§ Your objective
Look through the listing and report every line that has "names" in it.

§ Recorded information
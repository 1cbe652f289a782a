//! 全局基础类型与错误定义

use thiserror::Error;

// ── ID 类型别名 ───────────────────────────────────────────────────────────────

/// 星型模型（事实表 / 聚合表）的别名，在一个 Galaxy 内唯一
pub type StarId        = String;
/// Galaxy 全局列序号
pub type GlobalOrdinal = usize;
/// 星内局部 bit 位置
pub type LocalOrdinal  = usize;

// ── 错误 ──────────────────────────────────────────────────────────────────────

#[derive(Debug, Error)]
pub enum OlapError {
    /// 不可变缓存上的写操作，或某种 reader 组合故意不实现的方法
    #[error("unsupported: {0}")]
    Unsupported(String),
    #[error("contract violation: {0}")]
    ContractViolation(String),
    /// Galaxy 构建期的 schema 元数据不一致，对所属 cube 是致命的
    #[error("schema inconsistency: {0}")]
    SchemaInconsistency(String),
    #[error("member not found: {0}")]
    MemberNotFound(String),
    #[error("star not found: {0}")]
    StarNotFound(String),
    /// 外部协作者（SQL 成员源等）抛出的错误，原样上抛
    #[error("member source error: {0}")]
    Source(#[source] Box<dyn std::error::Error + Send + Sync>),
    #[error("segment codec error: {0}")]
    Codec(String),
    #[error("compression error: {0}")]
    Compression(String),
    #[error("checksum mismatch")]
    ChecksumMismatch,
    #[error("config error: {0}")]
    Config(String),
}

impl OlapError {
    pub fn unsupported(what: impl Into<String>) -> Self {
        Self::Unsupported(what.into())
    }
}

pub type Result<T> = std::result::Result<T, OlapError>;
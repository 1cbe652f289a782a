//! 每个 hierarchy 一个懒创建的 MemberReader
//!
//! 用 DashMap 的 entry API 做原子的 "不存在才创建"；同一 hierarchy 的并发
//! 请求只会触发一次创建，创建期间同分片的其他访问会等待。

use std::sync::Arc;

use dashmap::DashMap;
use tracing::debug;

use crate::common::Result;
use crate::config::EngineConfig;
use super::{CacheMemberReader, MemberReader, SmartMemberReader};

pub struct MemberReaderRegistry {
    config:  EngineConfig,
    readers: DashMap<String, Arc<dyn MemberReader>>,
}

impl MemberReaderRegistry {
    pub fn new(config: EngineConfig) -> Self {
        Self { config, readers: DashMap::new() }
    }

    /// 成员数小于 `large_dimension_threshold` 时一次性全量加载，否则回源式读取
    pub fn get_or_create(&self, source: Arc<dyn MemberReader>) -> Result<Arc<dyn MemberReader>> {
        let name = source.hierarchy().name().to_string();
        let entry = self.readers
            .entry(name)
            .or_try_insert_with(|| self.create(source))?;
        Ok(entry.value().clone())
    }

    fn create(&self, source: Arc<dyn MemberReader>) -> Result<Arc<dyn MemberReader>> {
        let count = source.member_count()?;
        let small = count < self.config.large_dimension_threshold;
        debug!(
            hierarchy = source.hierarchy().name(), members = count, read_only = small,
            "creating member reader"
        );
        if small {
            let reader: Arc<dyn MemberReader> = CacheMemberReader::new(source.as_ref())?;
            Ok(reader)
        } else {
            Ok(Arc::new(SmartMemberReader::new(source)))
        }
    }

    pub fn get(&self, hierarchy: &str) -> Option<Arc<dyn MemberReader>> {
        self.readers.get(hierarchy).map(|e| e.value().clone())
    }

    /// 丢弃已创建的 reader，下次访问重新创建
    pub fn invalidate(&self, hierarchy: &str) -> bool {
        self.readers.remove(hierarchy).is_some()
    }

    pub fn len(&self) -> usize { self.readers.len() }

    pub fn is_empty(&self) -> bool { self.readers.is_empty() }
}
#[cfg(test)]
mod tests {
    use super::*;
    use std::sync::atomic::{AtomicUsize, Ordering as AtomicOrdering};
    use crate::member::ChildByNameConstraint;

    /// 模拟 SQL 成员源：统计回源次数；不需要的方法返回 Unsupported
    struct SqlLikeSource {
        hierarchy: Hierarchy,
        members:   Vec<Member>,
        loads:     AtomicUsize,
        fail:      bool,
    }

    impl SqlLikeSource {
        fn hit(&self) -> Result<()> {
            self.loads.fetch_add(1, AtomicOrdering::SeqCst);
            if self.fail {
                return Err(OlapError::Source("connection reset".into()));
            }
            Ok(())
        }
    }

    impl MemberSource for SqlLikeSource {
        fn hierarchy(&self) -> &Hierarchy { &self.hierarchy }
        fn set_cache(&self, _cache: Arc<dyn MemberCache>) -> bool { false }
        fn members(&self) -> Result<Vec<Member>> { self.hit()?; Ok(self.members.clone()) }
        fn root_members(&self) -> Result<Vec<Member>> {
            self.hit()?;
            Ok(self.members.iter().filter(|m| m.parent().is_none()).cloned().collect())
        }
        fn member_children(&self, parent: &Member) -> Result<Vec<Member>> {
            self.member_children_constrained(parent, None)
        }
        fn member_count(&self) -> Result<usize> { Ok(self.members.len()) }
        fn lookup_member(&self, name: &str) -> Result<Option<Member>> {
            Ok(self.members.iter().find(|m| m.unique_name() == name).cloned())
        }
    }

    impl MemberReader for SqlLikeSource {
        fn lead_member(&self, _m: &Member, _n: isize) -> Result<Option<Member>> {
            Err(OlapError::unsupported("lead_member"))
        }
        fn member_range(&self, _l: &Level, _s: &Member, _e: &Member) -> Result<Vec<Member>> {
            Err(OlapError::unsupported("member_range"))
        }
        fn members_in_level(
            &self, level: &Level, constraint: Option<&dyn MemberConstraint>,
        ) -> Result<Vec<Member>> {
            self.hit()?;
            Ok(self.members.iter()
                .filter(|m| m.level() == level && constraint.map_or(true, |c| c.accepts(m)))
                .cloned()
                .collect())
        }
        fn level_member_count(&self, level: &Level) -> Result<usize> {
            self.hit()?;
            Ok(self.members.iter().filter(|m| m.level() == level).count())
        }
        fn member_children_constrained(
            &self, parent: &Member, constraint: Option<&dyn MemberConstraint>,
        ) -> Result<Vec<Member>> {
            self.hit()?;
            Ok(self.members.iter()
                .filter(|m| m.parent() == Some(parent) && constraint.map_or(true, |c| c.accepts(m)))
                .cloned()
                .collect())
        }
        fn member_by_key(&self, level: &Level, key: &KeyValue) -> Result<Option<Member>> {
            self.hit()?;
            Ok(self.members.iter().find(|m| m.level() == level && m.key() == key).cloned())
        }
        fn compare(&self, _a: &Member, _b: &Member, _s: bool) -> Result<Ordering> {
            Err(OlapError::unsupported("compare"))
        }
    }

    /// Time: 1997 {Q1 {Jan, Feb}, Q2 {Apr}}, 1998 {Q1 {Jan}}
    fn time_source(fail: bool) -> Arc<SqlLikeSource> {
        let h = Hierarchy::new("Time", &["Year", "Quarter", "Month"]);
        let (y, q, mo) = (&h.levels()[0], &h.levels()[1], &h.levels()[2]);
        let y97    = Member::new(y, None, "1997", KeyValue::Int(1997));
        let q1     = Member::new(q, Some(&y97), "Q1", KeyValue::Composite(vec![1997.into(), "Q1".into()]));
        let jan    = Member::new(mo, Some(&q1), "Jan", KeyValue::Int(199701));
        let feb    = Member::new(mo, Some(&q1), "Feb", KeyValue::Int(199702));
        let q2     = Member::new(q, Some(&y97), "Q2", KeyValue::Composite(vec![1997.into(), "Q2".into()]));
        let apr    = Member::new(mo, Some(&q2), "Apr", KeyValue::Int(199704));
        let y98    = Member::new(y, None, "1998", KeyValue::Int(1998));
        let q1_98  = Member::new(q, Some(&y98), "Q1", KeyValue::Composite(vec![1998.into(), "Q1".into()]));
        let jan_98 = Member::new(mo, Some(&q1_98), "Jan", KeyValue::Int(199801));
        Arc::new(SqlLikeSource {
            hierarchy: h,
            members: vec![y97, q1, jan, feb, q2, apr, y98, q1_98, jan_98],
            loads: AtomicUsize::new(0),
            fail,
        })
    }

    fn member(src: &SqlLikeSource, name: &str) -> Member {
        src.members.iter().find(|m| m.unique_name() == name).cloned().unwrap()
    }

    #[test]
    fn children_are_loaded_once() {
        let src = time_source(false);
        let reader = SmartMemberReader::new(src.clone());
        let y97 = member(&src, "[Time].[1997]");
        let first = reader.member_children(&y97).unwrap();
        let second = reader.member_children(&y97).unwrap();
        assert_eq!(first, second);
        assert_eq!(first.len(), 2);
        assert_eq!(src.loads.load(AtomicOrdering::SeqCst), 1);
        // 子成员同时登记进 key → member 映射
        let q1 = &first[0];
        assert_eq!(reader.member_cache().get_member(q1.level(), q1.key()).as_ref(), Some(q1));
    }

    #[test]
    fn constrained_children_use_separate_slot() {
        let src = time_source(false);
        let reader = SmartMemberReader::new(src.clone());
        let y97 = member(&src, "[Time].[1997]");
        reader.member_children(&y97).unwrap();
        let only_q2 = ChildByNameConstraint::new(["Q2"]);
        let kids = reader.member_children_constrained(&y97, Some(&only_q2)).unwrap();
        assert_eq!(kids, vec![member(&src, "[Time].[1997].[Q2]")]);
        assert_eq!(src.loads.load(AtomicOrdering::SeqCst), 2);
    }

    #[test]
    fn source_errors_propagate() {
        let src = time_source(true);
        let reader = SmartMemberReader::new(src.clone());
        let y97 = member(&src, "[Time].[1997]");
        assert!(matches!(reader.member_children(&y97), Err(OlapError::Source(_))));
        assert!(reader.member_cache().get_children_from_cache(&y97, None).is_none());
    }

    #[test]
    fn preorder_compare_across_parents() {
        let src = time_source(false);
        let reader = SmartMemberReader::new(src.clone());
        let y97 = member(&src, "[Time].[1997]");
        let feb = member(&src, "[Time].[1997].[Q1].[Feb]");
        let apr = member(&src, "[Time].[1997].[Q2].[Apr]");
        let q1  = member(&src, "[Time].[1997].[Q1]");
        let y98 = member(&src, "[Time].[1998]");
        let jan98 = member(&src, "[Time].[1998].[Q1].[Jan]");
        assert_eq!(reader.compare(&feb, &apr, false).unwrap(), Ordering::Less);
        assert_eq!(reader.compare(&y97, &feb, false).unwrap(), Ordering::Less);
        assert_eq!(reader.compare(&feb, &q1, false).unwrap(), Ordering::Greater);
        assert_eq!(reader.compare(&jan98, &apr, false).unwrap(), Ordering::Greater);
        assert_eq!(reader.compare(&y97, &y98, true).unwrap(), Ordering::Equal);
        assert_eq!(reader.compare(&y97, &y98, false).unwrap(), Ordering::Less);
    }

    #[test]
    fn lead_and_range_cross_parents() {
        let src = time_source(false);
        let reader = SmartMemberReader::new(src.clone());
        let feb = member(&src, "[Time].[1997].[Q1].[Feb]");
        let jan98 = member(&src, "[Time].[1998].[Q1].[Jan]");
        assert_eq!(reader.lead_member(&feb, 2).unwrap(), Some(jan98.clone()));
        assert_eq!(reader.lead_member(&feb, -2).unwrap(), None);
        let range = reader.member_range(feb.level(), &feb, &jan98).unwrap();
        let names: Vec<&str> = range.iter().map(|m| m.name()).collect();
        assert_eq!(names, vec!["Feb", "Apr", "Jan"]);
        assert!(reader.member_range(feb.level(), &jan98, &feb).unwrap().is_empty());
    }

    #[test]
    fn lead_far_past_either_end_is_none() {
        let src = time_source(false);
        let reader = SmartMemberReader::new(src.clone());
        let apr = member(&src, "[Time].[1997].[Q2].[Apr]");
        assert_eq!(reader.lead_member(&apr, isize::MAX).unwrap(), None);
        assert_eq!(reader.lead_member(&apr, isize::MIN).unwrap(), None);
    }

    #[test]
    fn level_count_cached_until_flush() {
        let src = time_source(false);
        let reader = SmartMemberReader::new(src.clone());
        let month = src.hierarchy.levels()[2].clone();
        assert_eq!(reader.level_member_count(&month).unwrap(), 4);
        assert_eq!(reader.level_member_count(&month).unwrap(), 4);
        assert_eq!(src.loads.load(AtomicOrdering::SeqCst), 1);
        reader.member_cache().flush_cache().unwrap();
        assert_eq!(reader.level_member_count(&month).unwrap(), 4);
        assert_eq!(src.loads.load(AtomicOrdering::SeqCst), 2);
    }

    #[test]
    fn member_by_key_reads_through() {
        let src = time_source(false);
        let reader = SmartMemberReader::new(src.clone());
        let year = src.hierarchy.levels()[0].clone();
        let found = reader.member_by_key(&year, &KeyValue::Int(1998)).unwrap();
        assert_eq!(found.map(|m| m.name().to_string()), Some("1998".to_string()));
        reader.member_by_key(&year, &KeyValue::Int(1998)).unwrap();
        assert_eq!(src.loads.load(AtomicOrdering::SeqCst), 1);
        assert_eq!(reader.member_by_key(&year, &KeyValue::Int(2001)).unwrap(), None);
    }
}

§ Written answer
        let names: Vec<&str> = range.iter().map(|m| m.name()).collect();
        assert_eq!(names, vec!["Feb", "Apr", "Jan"]);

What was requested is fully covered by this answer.